1 oct. 2012



    Entrada 18. (Una tarde cualquiera 4 de 5). Narrador Autodiegético. 


    La pantera anda despacio por el comedor, acariciando jarrones y pequeñas figuritas, y mirando a tu hermano, con una mirada llena de lujuria, como si estuviera en celo. Se agacha a recoger un trapo del suelo, y al levantarse muestra exageradamente las nalgas. Mira fijamente a tu hermano, se mete un dedo en la boca y lo chupa, muy lentamente.

    Como un conejo que se queda mirando la luz del cazador, él se dirige hacia ella. Notas su excitación por la marca que se le dibuja en los pantalones.

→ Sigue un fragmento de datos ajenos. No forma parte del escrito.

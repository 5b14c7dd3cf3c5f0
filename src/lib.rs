//! Personal habit tracker — recurrence scheduling, streaks, and missed-day
//! reconciliation, backed by SQLite.
//!
//! Cadence tracks recurring habits under one of three recurrence rules and
//! keeps each habit's streak honest after the fact:
//!
//! | Rule | Due when |
//! |------|----------|
//! | **Daily** | every day |
//! | **Weekly** | ISO weekday (Mon=1..Sun=7) is in the habit's day-set |
//! | **Monthly** | day-of-month is in the habit's day-set |
//!
//! Completions are logged at most once per calendar day and move the streak
//! forward. A nightly check walks the days since each habit was last seen,
//! stages every missed occurrence into a reset queue, and a later drain
//! pass zeroes the streak (snapshotting the old value for audit) and flips
//! the matching reminder back to incomplete.
//!
//! # Modules
//!
//! - [`config`] — Configuration loading from TOML files and environment variables
//! - [`db`] — SQLite database initialization, schema, and migrations
//! - [`habit`] — Core engine: scheduling, completion logging, streak resets,
//!   reminders, and stats

pub mod cli;
pub mod config;
pub mod db;
pub mod habit;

– ¿Pero qué haces, cretino?. No la conoces. Encañónala –  dices elevando la voz desde la cocina.

–  Calla mujer y prepara limonada para nuestra invitada. Seremos buenos anfitriones con la señorita, porque la señorita va a ser muy buena con nosotros, ¿no?. 
<<Idiota, idiota y mil veces idiota>> 

    Pese a que ha quedado demostrada la diferencia de idiomas, tu hermano le habla en tono amable, desesperado por poseer su cuerpo. Deja la AK apoyada sobre la mesa y empieza a desabrocharse la correa del pantalón. La pantera se pone en cuclillas al final del comedor, y de nuevo se chupa un dedo de la mano derecha, mientras con la otra le anima a acercarse.

    Tu hermano camina hacia ella. A un metro de la AK, le traicionan los nervios y se lía con la correa que tantas veces se ha puesto y quitado. A dos metros, por fin se la quita mientras avanza hacia ella. Tres metros de distancia.

– Ahora vas a jugar con una cosa mas grande que tu dedito de zorra –  dice mientras se aleja de la AK a cuatro metros.

<< Noooooooooooooooooooooo >>

    La pantera se levanta con una mirada que congelaría el propio infierno, tranquila pero veloz, desenfunda su revólver, encañona casi a bocajarro a tu hermano y se escucha un estruendo en toda la casa. Los sesos de tu hermano quedan esparcidos por las cortinas, el sofá y una rinconera.